The explanations just keep coming. A lawyer for the man whose drunk wife drove the wrong way on the Taconic Parkway and caused a crash that killed eight people continues to theorize about why Diane Schuler's blood alcohol level was so high.

And his latest explanation borders on the absurd.

Lawyer Dominic Barbara now says Anbesol -- an over-the-counter medication used to ease minor tooth and gum pain -- is to blame for the crash, reports The New York Post.

"She took Anbesol for her toothache, that's what caused it," Barbara claimed, arguing that the drug causes false positives on alcohol tests. "Look it up on the Web!"

Diane Schuler's autopsy revealed she had six grams of undigested alcohol in her stomach and her blood alcohol level was 0.19 -- the equivalent of 10 shots of vodka She used marijuana as soon as 15 minutes before the crash that killed her daughter, nieces and three men in another car.

Both Daniel Schuler and his attorney have decried allegations Diane drank.

"There was no alcohol abuse. There's no way in the world she's an alcoholic," Barbara said.

There's also no way Anbesol caused Schuler's blood alcohol level to skyrocket to 0.19, a toxicology expert says. While the drug does contain a small amount of alcohol, Michael Baden says it's not the same kind you'd find in vodka and hard liquor.     

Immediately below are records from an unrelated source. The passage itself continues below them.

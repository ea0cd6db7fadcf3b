//! Value - the tagged union held by variables and action inputs/outputs
//!
//! Simple values (string, bool, int, double) substitute into text.
//! Complex values (list, map, handle) only bind when a reference is the
//! entire text. `Json` is the structured-JSON form actions may return;
//! `normalize()` unwraps it. `Null` marks a variable as unresolved.

use std::any::Any;
use std::collections::BTreeMap;
use std::fmt;
use std::sync::Arc;

use serde::{Deserialize, Serialize};

/// Opaque object returned by connect-type actions (clients, sessions, ...)
#[derive(Clone)]
pub struct Handle {
    type_name: &'static str,
    inner: Arc<dyn Any + Send + Sync>,
}

impl Handle {
    pub fn new<T: Any + Send + Sync>(value: T) -> Self {
        Self {
            type_name: std::any::type_name::<T>(),
            inner: Arc::new(value),
        }
    }

    pub fn type_name(&self) -> &'static str {
        self.type_name
    }

    /// Borrow the wrapped object if it is a `T`
    pub fn downcast_ref<T: Any>(&self) -> Option<&T> {
        self.inner.downcast_ref::<T>()
    }
}

impl fmt::Debug for Handle {
    fn fmt(&self, f: &mut fmt::Formatter<'_>) -> fmt::Result {
        write!(f, "Handle<{}>", self.type_name)
    }
}

impl PartialEq for Handle {
    fn eq(&self, other: &Self) -> bool {
        Arc::ptr_eq(&self.inner, &other.inner)
    }
}

#[derive(Debug, Clone, PartialEq, Default, Serialize, Deserialize)]
#[serde(from = "serde_json::Value", into = "serde_json::Value")]
pub enum Value {
    String(String),
    Bool(bool),
    Int(i64),
    Double(f64),
    List(Vec<Value>),
    Map(BTreeMap<String, Value>),
    Handle(Handle),
    /// Structured JSON element, unwrapped by `normalize()`
    Json(serde_json::Value),
    #[default]
    Null,
}

impl Value {
    /// Primitive values that substitute into surrounding text
    pub fn is_simple(&self) -> bool {
        matches!(
            self,
            Value::String(_) | Value::Bool(_) | Value::Int(_) | Value::Double(_)
        )
    }

    /// Values that only bind as a whole (type change from string)
    pub fn is_complex(&self) -> bool {
        matches!(self, Value::List(_) | Value::Map(_) | Value::Handle(_))
    }

    pub fn is_null(&self) -> bool {
        match self {
            Value::Null => true,
            Value::Json(json) => json.is_null(),
            _ => false,
        }
    }

    pub fn as_str(&self) -> Option<&str> {
        match self {
            Value::String(s) => Some(s),
            _ => None,
        }
    }

    pub fn as_list(&self) -> Option<&[Value]> {
        match self {
            Value::List(items) => Some(items),
            _ => None,
        }
    }

    pub fn as_bool(&self) -> Option<bool> {
        match self {
            Value::Bool(b) => Some(*b),
            Value::String(s) if s.eq_ignore_ascii_case("true") => Some(true),
            Value::String(s) if s.eq_ignore_ascii_case("false") => Some(false),
            _ => None,
        }
    }

    /// Short type label for diagnostics
    pub fn kind(&self) -> &'static str {
        match self {
            Value::String(_) => "string",
            Value::Bool(_) => "bool",
            Value::Int(_) => "int",
            Value::Double(_) => "double",
            Value::List(_) => "list",
            Value::Map(_) => "map",
            Value::Handle(_) => "handle",
            Value::Json(_) => "json",
            Value::Null => "null",
        }
    }

    /// Unwrap structured JSON into primitive / collection / null form
    pub fn normalize(self) -> Value {
        match self {
            Value::Json(json) => Value::from(json),
            Value::List(items) => Value::List(items.into_iter().map(Value::normalize).collect()),
            Value::Map(map) => Value::Map(
                map.into_iter()
                    .map(|(k, v)| (k, v.normalize()))
                    .collect(),
            ),
            other => other,
        }
    }

    /// Text used when substituting into a template
    ///
    /// Strings stay raw; collections render as compact JSON.
    pub fn to_display_string(&self) -> String {
        match self {
            Value::String(s) => s.clone(),
            Value::Bool(b) => b.to_string(),
            Value::Int(i) => i.to_string(),
            Value::Double(d) => d.to_string(),
            Value::Handle(h) => format!("<handle:{}>", h.type_name()),
            Value::Null => String::new(),
            other => serde_json::Value::from(other.clone()).to_string(),
        }
    }

    /// Visit every string leaf (inputs are scanned across nested collections)
    pub fn strings(&self) -> Vec<&str> {
        let mut out = Vec::new();
        collect_strings(self, &mut out);
        out
    }
}

fn collect_strings<'a>(value: &'a Value, out: &mut Vec<&'a str>) {
    match value {
        Value::String(s) => out.push(s),
        Value::List(items) => items.iter().for_each(|v| collect_strings(v, out)),
        Value::Map(map) => map.values().for_each(|v| collect_strings(v, out)),
        _ => {}
    }
}

impl From<serde_json::Value> for Value {
    fn from(json: serde_json::Value) -> Self {
        match json {
            serde_json::Value::Null => Value::Null,
            serde_json::Value::Bool(b) => Value::Bool(b),
            serde_json::Value::Number(n) => match n.as_i64() {
                Some(i) => Value::Int(i),
                None => Value::Double(n.as_f64().unwrap_or(f64::NAN)),
            },
            serde_json::Value::String(s) => Value::String(s),
            serde_json::Value::Array(items) => {
                Value::List(items.into_iter().map(Value::from).collect())
            }
            serde_json::Value::Object(map) => {
                Value::Map(map.into_iter().map(|(k, v)| (k, Value::from(v))).collect())
            }
        }
    }
}

impl From<Value> for serde_json::Value {
    fn from(value: Value) -> Self {
        match value {
            Value::String(s) => serde_json::Value::String(s),
            Value::Bool(b) => serde_json::Value::Bool(b),
            Value::Int(i) => serde_json::Value::from(i),
            Value::Double(d) => serde_json::Number::from_f64(d)
                .map(serde_json::Value::Number)
                .unwrap_or(serde_json::Value::Null),
            Value::List(items) => {
                serde_json::Value::Array(items.into_iter().map(serde_json::Value::from).collect())
            }
            Value::Map(map) => serde_json::Value::Object(
                map.into_iter()
                    .map(|(k, v)| (k, serde_json::Value::from(v)))
                    .collect(),
            ),
            Value::Json(json) => json,
            Value::Handle(_) | Value::Null => serde_json::Value::Null,
        }
    }
}

impl From<&str> for Value {
    fn from(s: &str) -> Self {
        Value::String(s.to_string())
    }
}

impl From<String> for Value {
    fn from(s: String) -> Self {
        Value::String(s)
    }
}

impl From<bool> for Value {
    fn from(b: bool) -> Self {
        Value::Bool(b)
    }
}

impl From<i64> for Value {
    fn from(i: i64) -> Self {
        Value::Int(i)
    }
}

impl From<u64> for Value {
    fn from(u: u64) -> Self {
        i64::try_from(u)
            .map(Value::Int)
            .unwrap_or(Value::Double(u as f64))
    }
}

impl From<f64> for Value {
    fn from(d: f64) -> Self {
        Value::Double(d)
    }
}

impl From<Vec<Value>> for Value {
    fn from(items: Vec<Value>) -> Self {
        Value::List(items)
    }
}

impl fmt::Display for Value {
    fn fmt(&self, f: &mut fmt::Formatter<'_>) -> fmt::Result {
        f.write_str(&self.to_display_string())
    }
}
//! ActionRegistry - `uses` identifier → action factory
//!
//! Identifiers are matched case-insensitively. Every invocation gets a
//! fresh provider instance.

use std::collections::BTreeMap;
use std::sync::Arc;

use rustc_hash::FxHashMap;
use tracing::{debug, instrument};

use crate::ast::ActionState;
use crate::error::{NoxError, Result};
use crate::variable::Value;

use super::builtin;
use super::contract::{ActionContext, ActionMetadata, ActionProvider};

pub type ActionFactory = Arc<dyn Fn() -> Box<dyn ActionProvider> + Send + Sync>;

#[derive(Clone, Default)]
pub struct ActionRegistry {
    factories: FxHashMap<String, ActionFactory>,
}

impl ActionRegistry {
    /// Empty registry
    pub fn new() -> Self {
        Self::default()
    }

    /// Registry preloaded with the `core/*` actions
    pub fn with_builtins() -> Self {
        let mut registry = Self::new();
        builtin::register(&mut registry);
        registry
    }

    pub fn register<F>(&mut self, uses: &str, factory: F)
    where
        F: Fn() -> Box<dyn ActionProvider> + Send + Sync + 'static,
    {
        self.factories.insert(uses.to_lowercase(), Arc::new(factory));
    }

    pub fn contains(&self, uses: &str) -> bool {
        self.factories.contains_key(&uses.to_lowercase())
    }

    /// Registered identifiers, sorted
    pub fn ids(&self) -> Vec<String> {
        let mut ids: Vec<String> = self.factories.keys().cloned().collect();
        ids.sort();
        ids
    }

    pub fn create(&self, uses: &str) -> Result<Box<dyn ActionProvider>> {
        self.factories
            .get(&uses.to_lowercase())
            .map(|factory| factory())
            .ok_or_else(|| NoxError::ActionNotFound {
                uses: uses.to_string(),
            })
    }

    pub fn metadata(&self, uses: &str) -> Result<ActionMetadata> {
        Ok(self.create(uses)?.discover())
    }

    /// Full lifecycle of one step: defaults, begin, process, end
    ///
    /// The context's state ends as `Success` unless the action set
    /// `Error`; an `Err` from any phase also lands as `Error`.
    #[instrument(skip(self, inputs, ctx), fields(step = %ctx.step_id()))]
    pub async fn invoke(
        &self,
        uses: &str,
        mut inputs: BTreeMap<String, Value>,
        ctx: &mut ActionContext,
    ) -> Result<BTreeMap<String, Value>> {
        let mut provider = self.create(uses)?;
        provider
            .discover()
            .apply_defaults(ctx.step_id(), &mut inputs)?;

        let outcome = async {
            provider.begin(&inputs).await?;
            let outputs = provider.process(ctx).await?;
            Ok::<_, NoxError>(outputs)
        }
        .await;
        let ended = provider.end().await;

        match outcome.and_then(|outputs| ended.map(|_| outputs)) {
            Ok(outputs) => {
                if ctx.state() != ActionState::Error {
                    ctx.set_state(ActionState::Success);
                }
                debug!(uses, outputs = outputs.len(), state = %ctx.state(), "action finished");
                Ok(outputs)
            }
            Err(e) => {
                ctx.set_state(ActionState::Error);
                if ctx.error_message().is_none() {
                    ctx.set_error_message(e.to_string());
                }
                Err(e)
            }
        }
    }
}

impl std::fmt::Debug for ActionRegistry {
    fn fmt(&self, f: &mut std::fmt::Formatter<'_>) -> std::fmt::Result {
        f.debug_struct("ActionRegistry")
            .field("actions", &self.ids())
            .finish()
    }
}
//! `solution.*` → walk of the loaded solution object

use std::path::Path;
use std::sync::Arc;

use async_trait::async_trait;
use rustc_hash::{FxHashMap, FxHashSet};
use tracing::debug;

use crate::error::{NoxError, Result};
use crate::util::MAX_WALK_DEPTH;
use crate::variable::{Namespace, Value, Walkable, Walker};

use super::NamespaceResolver;

pub struct SolutionResolver {
    root: Arc<dyn Walkable + Send + Sync>,
    max_depth: usize,
}

impl SolutionResolver {
    pub fn new(root: Arc<dyn Walkable + Send + Sync>) -> Self {
        Self {
            root,
            max_depth: MAX_WALK_DEPTH,
        }
    }

    pub fn with_max_depth(mut self, max_depth: usize) -> Self {
        self.max_depth = max_depth;
        self
    }

    /// Load a YAML or JSON solution file as a walkable document
    pub fn load(path: &Path) -> Result<Arc<dyn Walkable + Send + Sync>> {
        let text = std::fs::read_to_string(path).map_err(|e| NoxError::ConfigError {
            reason: format!("Failed to read solution file {}: {}", path.display(), e),
        })?;
        let doc: serde_json::Value =
            serde_yaml::from_str(&text).map_err(|e| NoxError::ConfigError {
                reason: format!("Failed to parse solution file {}: {}", path.display(), e),
            })?;
        Ok(Arc::new(doc))
    }
}

#[async_trait]
impl NamespaceResolver for SolutionResolver {
    fn namespace(&self) -> Namespace {
        Namespace::Solution
    }

    async fn resolve(&self, pending: &[String]) -> FxHashMap<String, Value> {
        let wanted: FxHashSet<String> = pending.iter().cloned().collect();
        let found = Walker::collect(self.root.as_ref(), &wanted, self.max_depth);
        debug!(pending = pending.len(), found = found.len(), "solution walk");
        found
    }
}

#[cfg(test)]
mod tests {
    use super::*;
    use serde_json::json;
    use tempfile::TempDir;

    #[tokio::test]
    async fn resolves_nested_paths() {
        let solution = json!({
            "name": "shop",
            "environments": [{"name": "dev"}, {"name": "prod"}]
        });
        let resolver = SolutionResolver::new(Arc::new(solution));
        let found = resolver
            .resolve(&[
                "name".into(),
                "environments".into(),
                "environments[1].name".into(),
                "missing".into(),
            ])
            .await;

        assert_eq!(found["name"], Value::from("shop"));
        assert_eq!(found["environments[1].name"], Value::from("prod"));
        assert!(found["environments"].is_complex());
        assert!(!found.contains_key("missing"));
    }

    #[tokio::test]
    async fn loads_yaml_file() {
        let dir = TempDir::new().unwrap();
        let path = dir.path().join("solution.yaml");
        std::fs::write(&path, "name: shop\nowner:\n  team: platform\n").unwrap();

        let resolver = SolutionResolver::new(SolutionResolver::load(&path).unwrap());
        let found = resolver.resolve(&["owner.team".into()]).await;
        assert_eq!(found["owner.team"], Value::from("platform"));
    }

    #[test]
    fn unreadable_file_is_config_error() {
        let err = SolutionResolver::load(Path::new("/no/solution.yaml")).err().unwrap();
        assert_eq!(err.code(), "NOX-090");
    }
}
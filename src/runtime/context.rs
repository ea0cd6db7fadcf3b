//! WorkflowContext - the workflow, its variables and the cancellation token
//!
//! The executor reads the current job/step from here and writes step state
//! back. Every executed step (for-each iterations included) is kept as a
//! snapshot so a run can be inspected after it ends, even after a halt.

use tokio_util::sync::CancellationToken;

use crate::ast::{Action, Job, Workflow};
use crate::provider::ClientVariableProvider;
use crate::variable::Value;

pub struct WorkflowContext {
    workflow: Workflow,
    provider: ClientVariableProvider,
    cancellation: CancellationToken,
    executed: Vec<Action>,
}

impl WorkflowContext {
    pub fn new(workflow: Workflow, provider: ClientVariableProvider) -> Self {
        Self {
            workflow,
            provider,
            cancellation: CancellationToken::new(),
            executed: Vec::new(),
        }
    }

    pub fn workflow(&self) -> &Workflow {
        &self.workflow
    }

    pub(crate) fn workflow_mut(&mut self) -> &mut Workflow {
        &mut self.workflow
    }

    pub fn provider(&self) -> &ClientVariableProvider {
        &self.provider
    }

    pub fn provider_mut(&mut self) -> &mut ClientVariableProvider {
        &mut self.provider
    }

    /// Shared token; cancelling it stops the remaining jobs and steps
    pub fn cancellation_token(&self) -> CancellationToken {
        self.cancellation.clone()
    }

    pub fn is_cancelled(&self) -> bool {
        self.cancellation.is_cancelled()
    }

    pub fn cancel(&self) {
        self.cancellation.cancel();
    }

    pub fn job(&self, id: &str) -> Option<&Job> {
        self.workflow.job(id)
    }

    /// Step as currently held by the workflow (last iteration for for-each jobs)
    pub fn action(&self, job_id: &str, step_id: &str) -> Option<&Action> {
        self.job(job_id).and_then(|job| job.step(step_id))
    }

    pub(crate) fn record(&mut self, action: &Action) {
        self.executed.push(action.clone());
    }

    /// Snapshots of every step that reached a final state, in run order
    pub fn executed(&self) -> &[Action] {
        &self.executed
    }

    /// All snapshots of one step (one per for-each iteration)
    pub fn executions_of(&self, step_id: &str) -> Vec<&Action> {
        self.executed
            .iter()
            .filter(|a| a.id.eq_ignore_ascii_case(step_id))
            .collect()
    }

    /// Resolved variable value (case-insensitive path)
    pub fn get(&self, path: &str) -> Option<&Value> {
        self.provider.get(path)
    }
}

impl std::fmt::Debug for WorkflowContext {
    fn fmt(&self, f: &mut std::fmt::Formatter<'_>) -> std::fmt::Result {
        f.debug_struct("WorkflowContext")
            .field("workflow", &self.workflow.name)
            .field("executed", &self.executed.len())
            .field("cancelled", &self.is_cancelled())
            .finish()
    }
}
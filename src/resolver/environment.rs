//! `env.*` → process environment (names upper-cased for lookup)

use async_trait::async_trait;
use rustc_hash::FxHashMap;

use crate::variable::{Namespace, Value};

use super::NamespaceResolver;

#[derive(Debug, Clone, Default)]
pub struct EnvironmentResolver;

impl EnvironmentResolver {
    pub fn new() -> Self {
        Self
    }
}

#[async_trait]
impl NamespaceResolver for EnvironmentResolver {
    fn namespace(&self) -> Namespace {
        Namespace::Env
    }

    async fn resolve(&self, pending: &[String]) -> FxHashMap<String, Value> {
        pending
            .iter()
            .filter_map(|key| {
                std::env::var(key.to_uppercase())
                    .ok()
                    .map(|v| (key.clone(), Value::String(v)))
            })
            .collect()
    }
}
//! Variable Module - values, store, reference grammar (`${{ ns.path }}`)
//!
//! - `value`: `Value` sum type (simple vs complex, structured JSON)
//! - `store`: case-insensitive `VariableStore` with for-each overlays
//! - `template`: reference grammar and iterative substitution
//! - `mask`: secret masking for display text
//! - `walk`: `Walkable` object graphs → dotted-path leaves
//!
//! Data flow:
//! ```text
//! workflow text ──scan──▶ VariableStore (unresolved paths)
//!                              │
//!            namespace resolvers fill values
//!                              │
//!                              ▼
//!  step inputs / if / display ──substitute──▶ concrete values
//! ```

mod mask;
mod store;
pub mod template;
mod value;
mod walk;

pub use mask::{mask, mask_secret_references, mask_secret_values};
pub use store::{Variable, VariableStore};
pub use template::{
    contains_reference, references, sole_reference, substitute, Mode, Namespace, Reference,
    Substituted, NOT_NULL_TOKEN, NULL_TOKEN,
};
pub use value::{Handle, Value};
pub use walk::{Segment, Walkable, Walker};
//! Action Module - action provider contract, registry and built-ins
//!
//! - `contract`: `ActionProvider` (discover / begin / process / end),
//!   `ActionMetadata`, `ActionContext`
//! - `registry`: `ActionRegistry` keyed by the step's `uses` identifier
//! - `builtin`: `core/echo`, `core/set-outputs`, `core/fail`, `core/cancel`

pub mod builtin;
mod contract;
mod registry;

pub use contract::{ActionContext, ActionMetadata, ActionProvider, InputSpec, OutputSpec};
pub use registry::{ActionFactory, ActionRegistry};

"The alcohol in the mixture she allegedly took for her tooth would be benzyl," Baden, former chief medical examiner for New York City, told the Post. "The toxicology reports are straightforward, and it would be extremely unlikely that ethyl alcohol would be improperly identified."

A spokesman for Anbesol manufacturer Wyeth confirmed the drug contains small amounts of benzyl alcohol, but said it dissolves immediately after application.

An attorney for the Bastardis, the family of the men who were killed when Schuler plowed head-on into their SUV, says Barbara's latest explanation is ridiculous.

"Who ingests the equivalent of 10 shots of vodka in the form of Anbesol? It's a little dot you put on your tooth. That's absurd," lawyer Irving Anolik told the Post.